When a close colleague was diagnosed with stage 4 Breast Cancer in her mid-30’s, Erika was shaken out of a denial and knew she had to take action. She had ignored a lump that she felt in her right breast. She went to see a GP and was referred to a breast surgeon who recommended a biopsy. Within days, Erika learned that she had cancer.
When she first discovered the lump, she dismissed it as she was breastfeeding her youngest child and it was common for lumps to come and go whilst breastfeeding. She also believed that breastfeeding could reduce a women's risk from breast cancer.
Erika went through chemotherapy and while most cancer patients worry about losing their hair, she was not bothered. She told herself that it would grow back and was more concerned about her children. “They were so little, and I could not imagine what would happen to them if I wasn’t around,” said Erika. She also worried about premature ageing and the likelihood of developing long-term health problems. Having led an active lifestyle doing sports and yoga, she felt anxious that she may no longer be able to do what she loved.
However, she tried to stay positive by ‘controlling the controllable’ and getting support from family and friends.
“So much is out of your hands when you have cancer, but I devoured information on lifestyle changes I could make to increase my odds of long-term survival, such as having a healthy diet, doing exercise, being intentional about relationships and practicing gratitude. I had great support from friends who surprised me with their generosity and empathy. Some of my work colleagues came to my chemotherapy appointments and sat with me for hours, working away on their laptops, just so that I would have company while undergoing treatment,” said Erika.
Erika is also grateful to her oncologist, Dr Rebecca Dent, at the National Cancer Centre Singapore (NCCS), who understood the concerns of a mother of young children and anticipated her questions and concerns. She also appreciated the ‘holistic’ approach at NCCS where she was referred to specialists, including a radiation oncologist, gynaecologist, and cardiologist who checked on her heart health. “It was all integrated and I felt that the treatment I received was world class yet affordable,” Erika said.

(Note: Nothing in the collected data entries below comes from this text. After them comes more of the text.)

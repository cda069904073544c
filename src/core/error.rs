use std::io;
use std::time::Duration;
use thiserror::Error;

/// Reasons a user turn is rejected before anything is dispatched
#[derive(Debug, Clone, Copy, PartialEq, Eq)]
pub enum ValidationError {
    /// The message was empty after trimming whitespace
    EmptyMessage,
}

impl std::fmt::Display for ValidationError {
    fn fmt(&self, f: &mut std::fmt::Formatter<'_>) -> std::fmt::Result {
        match self {
            ValidationError::EmptyMessage => write!(f, "message is empty"),
        }
    }
}

/// Unified error type for the chat client
#[derive(Error, Debug)]
pub enum ChatError {
    /// A user turn failed validation; nothing was appended
    #[error("Validation error: {0}")]
    Validation(ValidationError),

    /// A model id is not registered in the catalog
    #[error("Model not found: {0}")]
    ModelNotFound(String),

    /// A model id was registered twice
    #[error("Duplicate model id: {0}")]
    DuplicateModel(String),

    /// A connector id is not registered
    #[error("Unknown connector: {0}")]
    UnknownConnector(String),

    /// A correlation id does not name an outstanding request
    #[error("No pending request with id {0}")]
    UnknownRequest(u64),

    /// The response provider rejected the request
    #[error("Provider failure: {0}")]
    ProviderFailure(String),

    /// The response provider did not answer in time
    #[error("Provider timed out after {}s", .0.as_secs_f64())]
    ProviderTimeout(Duration),

    /// Configuration-related errors
    #[error("Configuration error: {0}")]
    Config(String),

    /// User input errors
    #[error("Input error: {0}")]
    Input(String),

    /// IO-related errors
    #[error("IO error: {source}")]
    Io {
        #[from]
        source: io::Error,
    },

    /// Serialization/deserialization errors
    #[error("Serialization error: {0}")]
    Serialization(String),
}

impl ChatError {
    /// Errors the caller absorbs locally instead of surfacing as failures
    pub fn is_recoverable(&self) -> bool {
        matches!(
            self,
            ChatError::Validation(_) | ChatError::ModelNotFound(_) | ChatError::UnknownConnector(_)
        )
    }
}

impl From<ValidationError> for ChatError {
    fn from(err: ValidationError) -> Self {
        ChatError::Validation(err)
    }
}

impl From<serde_json::Error> for ChatError {
    fn from(err: serde_json::Error) -> Self {
        ChatError::Serialization(format!("JSON error: {}", err))
    }
}

impl From<serde_yml::Error> for ChatError {
    fn from(err: serde_yml::Error) -> Self {
        ChatError::Serialization(format!("YAML error: {}", err))
    }
}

Post-treatment, Erika is now the fittest she has been in years, thanks to her focus on diet and exercise. She took Dr Dent’s advice on staying fit and healthy with a high protein diet, and practices weight training. “Many patients are advised not to lift weights post-surgery, but the gradual approach that I have adopted worked for me. I set myself goals and have picked up new sports such as stand-up paddling and kayaking, which gives me a sense of accomplishment and joy,” said Erika proudly.
Erika’s outlook on life is positive and she feels physically, emotionally and mentally strong. She feels that she’s doing all she can to stay healthy.
“Before I got cancer, I thought I had my life planned out, but cancer threw a wrench into everything, at least for a while. I grieved about this, but once I got over the fact, I created a new vision of my life going forward. It’s been nearly four years since I was diagnosed and the fear associated with cancer is not something I think about everyday like I used to. Now it’s about accepting the circumstances and moving forward,” added Erika.